Filmgoers are regularly exposed to products being worked into movies.
James Dean is credited with one of the early hit product placements.
When he used an Ace comb in 1955's Rebel Without a Cause, sales rocketed.
Confectioners Reese's reportedly saw sales rise 66 per cent after their chocolates were used to coax ET out of hiding in Steven Spielberg's 1982 movie.
Endorsements are now big business, as 20 firms reportedly bought space in the last James Bond film, Die Another Day, in order to be associated with the suave secret agent.
I, Robot may have been set in the future but Will Smith's tough cop used Converse trainers and Audi cars in a prominent way.
Advertisers have also been flexible enough to allow their products to be used in spoofs.
The Apprentice gave entrants tasks involving Burger King and Star Wars
Mike Myers parodied product placement in a scene in his comedy Wayne's World but then worked in a promotion of Heineken beer, albeit in a tongue-in-cheek way, into Austen Powers: The Spy Who Shagged Me.
Paid product placement is currently outlawed on TV in the UK but regulator Ofcom has announced it is looking at the issue with a view to consulting broadcasters on a possible rule change.

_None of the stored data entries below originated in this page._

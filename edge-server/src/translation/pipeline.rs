//! Cache lookup and single-flight job submission.

use crate::error::StorageError;
use crate::server::EdgeMetrics;
use crate::storage::{LockToken, TranslationStore};
use edge_types::{ContentHash, DescriptionKind, TextKind, TranslationStatus};
use std::sync::atomic::Ordering;
use std::sync::Arc;
use tokio::sync::mpsc::{self, error::TrySendError};

/// A request to translate one document.
#[derive(Debug, Clone, PartialEq, Eq)]
pub struct TranslationRequest {
    /// Source text (English).
    pub text: String,
    /// Target locale code.
    pub locale: String,
    /// Markup flavour of `text`.
    pub text_kind: TextKind,
    /// Which part of the listing the text is.
    pub kind: DescriptionKind,
}

impl TranslationRequest {
    /// Cache and lock key for this request.
    pub fn hash(&self) -> ContentHash {
        ContentHash::of(&self.text, &self.locale)
    }
}

/// Work handed to the translation worker. The lock for `hash` is held.
#[derive(Debug, Clone)]
pub struct TranslationJob {
    /// Lock and cache key.
    pub hash: ContentHash,
    /// Owner token of the lock on `hash`.
    pub lock: LockToken,
    /// What to translate.
    pub request: TranslationRequest,
}

/// Front half of the pipeline: answers from the cache or submits a job.
pub struct TranslationPipeline {
    store: Arc<dyn TranslationStore>,
    metrics: Arc<EdgeMetrics>,
    queue: mpsc::Sender<TranslationJob>,
}

impl std::fmt::Debug for TranslationPipeline {
    fn fmt(&self, f: &mut std::fmt::Formatter<'_>) -> std::fmt::Result {
        f.debug_struct("TranslationPipeline")
            .field("queue_capacity", &self.queue.max_capacity())
            .field("queue_free", &self.queue.capacity())
            .finish_non_exhaustive()
    }
}

impl TranslationPipeline {
    /// Create a pipeline and the receiving end of its job queue.
    pub fn new(
        store: Arc<dyn TranslationStore>,
        metrics: Arc<EdgeMetrics>,
        queue_capacity: usize,
    ) -> (Self, mpsc::Receiver<TranslationJob>) {
        let (queue, jobs) = mpsc::channel(queue_capacity.max(1));
        (
            Self {
                store,
                metrics,
                queue,
            },
            jobs,
        )
    }

    /// Return the cached translation, or make sure one is being produced.
    ///
    /// Never waits for translation work. A request that loses the lock race,
    /// or finds the queue full, is `Pending` and should be retried later.
    pub async fn request(
        &self,
        request: TranslationRequest,
    ) -> Result<TranslationStatus, StorageError> {
        self.metrics
            .translations_requested
            .fetch_add(1, Ordering::Relaxed);
        let hash = request.hash();

        if let Some(entry) = self.store.get(&hash).await? {
            self.metrics.translations_ready.fetch_add(1, Ordering::Relaxed);
            tracing::debug!("Translation cache hit: {:?} ({})", hash, request.locale);
            return Ok(TranslationStatus::Ready {
                content: entry.content,
                text_kind: entry.text_kind,
            });
        }

        self.metrics
            .translations_pending
            .fetch_add(1, Ordering::Relaxed);

        let Some(lock) = self.store.try_lock(&hash).await? else {
            tracing::debug!("Translation already in flight: {:?}", hash);
            return Ok(TranslationStatus::Pending);
        };

        let locale = request.locale.clone();
        match self.queue.try_send(TranslationJob {
            hash,
            lock,
            request,
        }) {
            Ok(()) => {
                tracing::info!("Queued translation {:?} into {}", hash, locale);
            }
            Err(TrySendError::Full(job)) => {
                tracing::warn!("Translation queue full, dropping {:?}", job.hash);
                self.store.unlock(&job.hash, &job.lock).await?;
            }
            Err(TrySendError::Closed(job)) => {
                tracing::warn!("Translation worker not running, dropping {:?}", job.hash);
                self.store.unlock(&job.hash, &job.lock).await?;
            }
        }

        Ok(TranslationStatus::Pending)
    }
}

#[cfg(test)]
mod tests {
    use super::*;
    use crate::storage::SqliteStore;
    use edge_types::CachedTranslation;

    async fn pipeline(capacity: usize) -> (TranslationPipeline, mpsc::Receiver<TranslationJob>, Arc<SqliteStore>) {
        let store = Arc::new(SqliteStore::in_memory().await.unwrap());
        let metrics = Arc::new(EdgeMetrics::default());
        let (pipeline, jobs) = TranslationPipeline::new(store.clone(), metrics, capacity);
        (pipeline, jobs, store)
    }

    fn request(text: &str, locale: &str) -> TranslationRequest {
        TranslationRequest {
            text: text.to_string(),
            locale: locale.to_string(),
            text_kind: TextKind::Markdown,
            kind: DescriptionKind::Description,
        }
    }

    #[tokio::test]
    async fn cache_hit_is_ready_without_job() {
        let (pipeline, mut jobs, store) = pipeline(4).await;
        let req = request("Hello", "zh-CN");
        store
            .insert(&CachedTranslation {
                hash: req.hash(),
                content: "你好".to_string(),
                locale: "zh-CN".to_string(),
                text_kind: TextKind::Markdown,
                kind: DescriptionKind::Description,
                created_at: 0,
            })
            .await
            .unwrap();

        let status = pipeline.request(req).await.unwrap();
        assert_eq!(
            status,
            TranslationStatus::Ready {
                content: "你好".to_string(),
                text_kind: TextKind::Markdown,
            }
        );
        assert!(jobs.try_recv().is_err());
    }

    #[tokio::test]
    async fn miss_takes_lock_and_queues_one_job() {
        let (pipeline, mut jobs, store) = pipeline(4).await;
        let req = request("Hello", "ja");

        assert_eq!(pipeline.request(req.clone()).await.unwrap(), TranslationStatus::Pending);
        assert_eq!(pipeline.request(req.clone()).await.unwrap(), TranslationStatus::Pending);

        let job = jobs.try_recv().unwrap();
        assert_eq!(job.hash, req.hash());
        assert_eq!(job.request, req);
        assert!(jobs.try_recv().is_err(), "second request must not queue work");

        // Lock is still held by the queued job.
        assert!(store.try_lock(&req.hash()).await.unwrap().is_none());
        assert!(store.refresh_lock(&job.hash, &job.lock).await.unwrap());
    }

    #[tokio::test]
    async fn full_queue_releases_lock() {
        let (pipeline, _jobs, store) = pipeline(1).await;

        pipeline.request(request("first", "de")).await.unwrap();
        let second = request("second", "de");
        assert_eq!(
            pipeline.request(second.clone()).await.unwrap(),
            TranslationStatus::Pending
        );

        assert!(store.try_lock(&second.hash()).await.unwrap().is_some(), "lock leaked");
    }

    #[tokio::test]
    async fn closed_queue_releases_lock() {
        let (pipeline, jobs, store) = pipeline(4).await;
        drop(jobs);

        let req = request("orphan", "fr");
        assert_eq!(pipeline.request(req.clone()).await.unwrap(), TranslationStatus::Pending);
        assert!(store.try_lock(&req.hash()).await.unwrap().is_some(), "lock leaked");
    }

    #[tokio::test]
    async fn different_locales_are_different_jobs() {
        let (pipeline, mut jobs, _store) = pipeline(4).await;
        pipeline.request(request("Hello", "ja")).await.unwrap();
        pipeline.request(request("Hello", "ko")).await.unwrap();

        assert_eq!(jobs.try_recv().unwrap().request.locale, "ja");
        assert_eq!(jobs.try_recv().unwrap().request.locale, "ko");
    }
}
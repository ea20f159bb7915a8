//! Bit-level reader over an immutable byte slice.
//!
//! Mirrors the original `BitPackedBuffer`: a byte cursor plus a one-byte
//! staging register holding bits not yet consumed. Supports both bit
//! orderings used on the wire (big-endian for schema-directed streams,
//! little-endian for the attributes sub-stream).

use crate::error::{Error, Result};

/// Streaming bit reader over a borrowed byte slice.
pub struct BitBuffer<'a> {
    data: &'a [u8],
    pos: usize,
    staging: u8,
    count: u8,
    big_endian: bool,
}

impl<'a> BitBuffer<'a> {
    /// Construct a reader over `data` using big-endian bit order.
    pub fn new(data: &'a [u8]) -> Self {
        Self::with_endianness(data, true)
    }

    /// Construct a reader over `data` using little-endian bit order, as
    /// used by the attributes sub-stream.
    pub fn new_little_endian(data: &'a [u8]) -> Self {
        Self::with_endianness(data, false)
    }

    fn with_endianness(data: &'a [u8], big_endian: bool) -> Self {
        Self {
            data,
            pos: 0,
            staging: 0,
            count: 0,
            big_endian,
        }
    }

    fn next_byte(&mut self) -> Option<u8> {
        let byte = *self.data.get(self.pos)?;
        self.pos += 1;
        Some(byte)
    }

    /// Read `n` bits (0..=64) and return them as an unsigned integer.
    ///
    /// In big-endian mode, bits are drawn MSB-first within each byte, and
    /// the first-loaded byte supplies the most-significant portion of the
    /// result. In little-endian mode, each fully-consumed chunk of the
    /// staging register is placed at the next unused low-bit position of
    /// the accumulator.
    pub fn read_bits(&mut self, n: u32) -> Result<u64> {
        if n == 0 {
            return Ok(0);
        }

        let mut result: u64 = 0;
        let mut remaining = n;
        let mut read_so_far: u32 = 0;

        loop {
            if self.count == 0 {
                self.staging = self
                    .next_byte()
                    .ok_or(Error::Truncated("bits"))?;
                self.count = 8;
            }

            if remaining > self.count as u32 {
                let chunk = self.staging;
                remaining -= self.count as u32;

                if self.big_endian {
                    result |= (chunk as u64) << remaining;
                } else {
                    result |= (chunk as u64) << read_so_far;
                    read_so_far += self.count as u32;
                }
                self.count = 0;
            } else {
                let mask = if remaining >= 8 {
                    0xFFu8
                } else {
                    (1u16 << remaining).wrapping_sub(1) as u8
                };
                let chunk = self.staging & mask;
                self.staging >>= remaining;
                self.count -= remaining as u8;

                if self.big_endian {
                    result |= chunk as u64;
                } else {
                    result |= (chunk as u64) << read_so_far;
                }
                break;
            }
        }

        Ok(result)
    }

    /// Discard any unread bits left in the staging register without
    /// advancing the byte position beyond what is already staged.
    pub fn byte_align(&mut self) {
        self.count = 0;
    }

    /// Byte-align, then read `n` raw bytes directly from the stream,
    /// bypassing the staging register.
    pub fn read_aligned_bytes(&mut self, n: usize) -> Result<Vec<u8>> {
        self.byte_align();
        let end = self
            .pos
            .checked_add(n)
            .filter(|&end| end <= self.data.len())
            .ok_or(Error::Truncated("aligned bytes"))?;
        let bytes = self.data[self.pos..end].to_vec();
        self.pos = end;
        Ok(bytes)
    }

    /// Read `n` bytes, using the fast aligned path when the staging
    /// register is empty and falling back to bit-by-bit composition
    /// otherwise.
    pub fn read_unaligned_bytes(&mut self, n: usize) -> Result<Vec<u8>> {
        if self.count == 0 {
            let end = self
                .pos
                .checked_add(n)
                .filter(|&end| end <= self.data.len())
                .ok_or(Error::Truncated("unaligned bytes"))?;
            let bytes = self.data[self.pos..end].to_vec();
            self.pos = end;
            Ok(bytes)
        } else {
            (0..n).map(|_| Ok(self.read_bits(8)? as u8)).collect()
        }
    }

    /// Read `n` bits (arbitrary length, not limited to 64) as a raw,
    /// unaligned bit payload, packed 8 bits per output byte (the final
    /// byte may hold fewer than 8 meaningful low bits). Used for
    /// `bitarray` fields, whose declared length is not bounded the way a
    /// single `read_bits` call is.
    pub fn read_bit_blob(&mut self, mut n: u64) -> Result<Vec<u8>> {
        let mut bytes = Vec::with_capacity(((n + 7) / 8) as usize);
        while n > 0 {
            let chunk = n.min(8) as u32;
            bytes.push(self.read_bits(chunk)? as u8);
            n -= chunk as u64;
        }
        Ok(bytes)
    }

    /// Returns true when no further bytes can be drawn from the source.
    ///
    /// This has a side effect: if the staging register is empty, it
    /// attempts to load the next byte into it. A successful load means the
    /// buffer is not done (and the loaded byte is now staged for the next
    /// `read_bits`); a failed load means the source is exhausted. The
    /// event-stream driver relies on this behavior exactly as written —
    /// see the original's `BitPackedBuffer.done`, whose docstring calls it
    /// "broken" but whose behavior this crate preserves.
    pub fn done(&mut self) -> bool {
        if self.count == 0 {
            match self.next_byte() {
                Some(byte) => {
                    self.staging = byte;
                    self.count = 8;
                    false
                }
                None => true,
            }
        } else {
            false
        }
    }
}

#[cfg(test)]
mod tests {
    use super::*;

    #[test]
    fn big_endian_byte_reads() {
        let data = [0xF0, 0x0F, 0xFF, 0x00];
        let mut buf = BitBuffer::new(&data);

        assert_eq!(buf.read_bits(8).unwrap(), 0xF0);
        assert_eq!(buf.read_bits(8).unwrap(), 0x0F);
        assert_eq!(buf.read_bits(8).unwrap(), 0xFF);
        assert_eq!(buf.read_bits(8).unwrap(), 0x00);
        assert!(buf.done());
    }

    #[test]
    fn big_endian_reads_crossing_byte_boundary() {
        // A 12-bit read consumes byte0 whole (shifted up to make room for
        // the 4 bits still needed) plus the low nibble of byte1; the
        // leftover high nibble of byte1 comes out on the next read. This
        // is the same chunk-placement rule the whole-byte case in `S1`
        // degenerates from.
        let data = [0xAB, 0xCD];
        let mut buf = BitBuffer::new(&data);

        assert_eq!(buf.read_bits(12).unwrap(), 0xABD);
        assert_eq!(buf.read_bits(4).unwrap(), 0xC);
    }

    #[test]
    fn little_endian_reads() {
        // Little-endian mode never reverses bit order within a byte; it
        // only changes how multi-byte chunks are assembled into the
        // accumulator (low chunk goes into the low bits first).
        let data = [0xB1, 0x0F];
        let mut buf = BitBuffer::new_little_endian(&data);

        assert_eq!(buf.read_bits(4).unwrap(), 0x1);
        assert_eq!(buf.read_bits(4).unwrap(), 0xB);
        assert_eq!(buf.read_bits(8).unwrap(), 0x0F);
    }

    #[test]
    fn little_endian_straddles_byte_boundary() {
        let data = [0xFF, 0x00];
        let mut buf = BitBuffer::new_little_endian(&data);

        // low 8 bits come straight from byte0; 4 more from the low nibble
        // of byte1, placed above them.
        assert_eq!(buf.read_bits(12).unwrap(), 0x0FF);
    }

    #[test]
    fn byte_align_then_aligned_read() {
        let data = [0b1010_0000, 0xAB, 0xCD];
        let mut buf = BitBuffer::new(&data);

        assert_eq!(buf.read_bits(3).unwrap(), 0b101);
        buf.byte_align();
        buf.byte_align(); // idempotent
        assert_eq!(buf.read_aligned_bytes(2).unwrap(), vec![0xAB, 0xCD]);
    }

    #[test]
    fn zero_width_read_consumes_nothing() {
        let data = [0xFF];
        let mut buf = BitBuffer::new(&data);
        assert_eq!(buf.read_bits(0).unwrap(), 0);
        assert_eq!(buf.read_bits(8).unwrap(), 0xFF);
    }

    #[test]
    fn truncated_read_errors() {
        let data: [u8; 0] = [];
        let mut buf = BitBuffer::new(&data);
        assert!(matches!(buf.read_bits(8), Err(Error::Truncated(_))));
    }

    #[test]
    fn done_loads_next_byte_as_side_effect() {
        let data = [0x42];
        let mut buf = BitBuffer::new(&data);
        assert!(!buf.done());
        assert_eq!(buf.read_bits(8).unwrap(), 0x42);
        assert!(buf.done());
    }
}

The issue is a sensitive one for UK broadcasters.
Last month, a BBC investigation cleared independent production companies behind shows including Spooks after allegations that they were paid to feature brands.
But it found that there was some product prominence which was not editorially justified.
The corporation said it would "heighten the awareness of programme makers in this area in the light of this investigation".
UK firm 1st Place represents clients including camera manufacturer Canon and Volkswagen cars.
The firm's credits include having a character use a Canon camera in the BBC sitcom Absolute Power, all within the corporation's guidelines.
Managing director Steve Read believes it is "unavoidable" that paid product placement in introduced to the UK.
"We are seen as manipulators of the media but production companies call us more than we call them," he says.
"The whole of the entertainment industry is facing tightening budgets so we save them thousands of pounds each year by loaning them products to use in productions.
"In the UK and Europe we have far stricter rules on placement than the US, where it is almost 'anything goes'.
"Here, products have to be loaned to production companies and can only be used in a proper context.
Austen Powers star Mike Myers has included sponsors in his movies
"This works as it means products are only featured in authentic scenarios and should be the basis for any paid product placement rules."
Mr Read says technology such as personal video recorders, which allow viewers to cut out commercials, are increasing advertisers' drive to get placements.
"The consumer is now the editor," he says.
"People are also watching television in mass audiences less, which makes the advertising slot less of a catch-all tool.
"We live in a branded world and entertainment has to reflect that or it does not look real."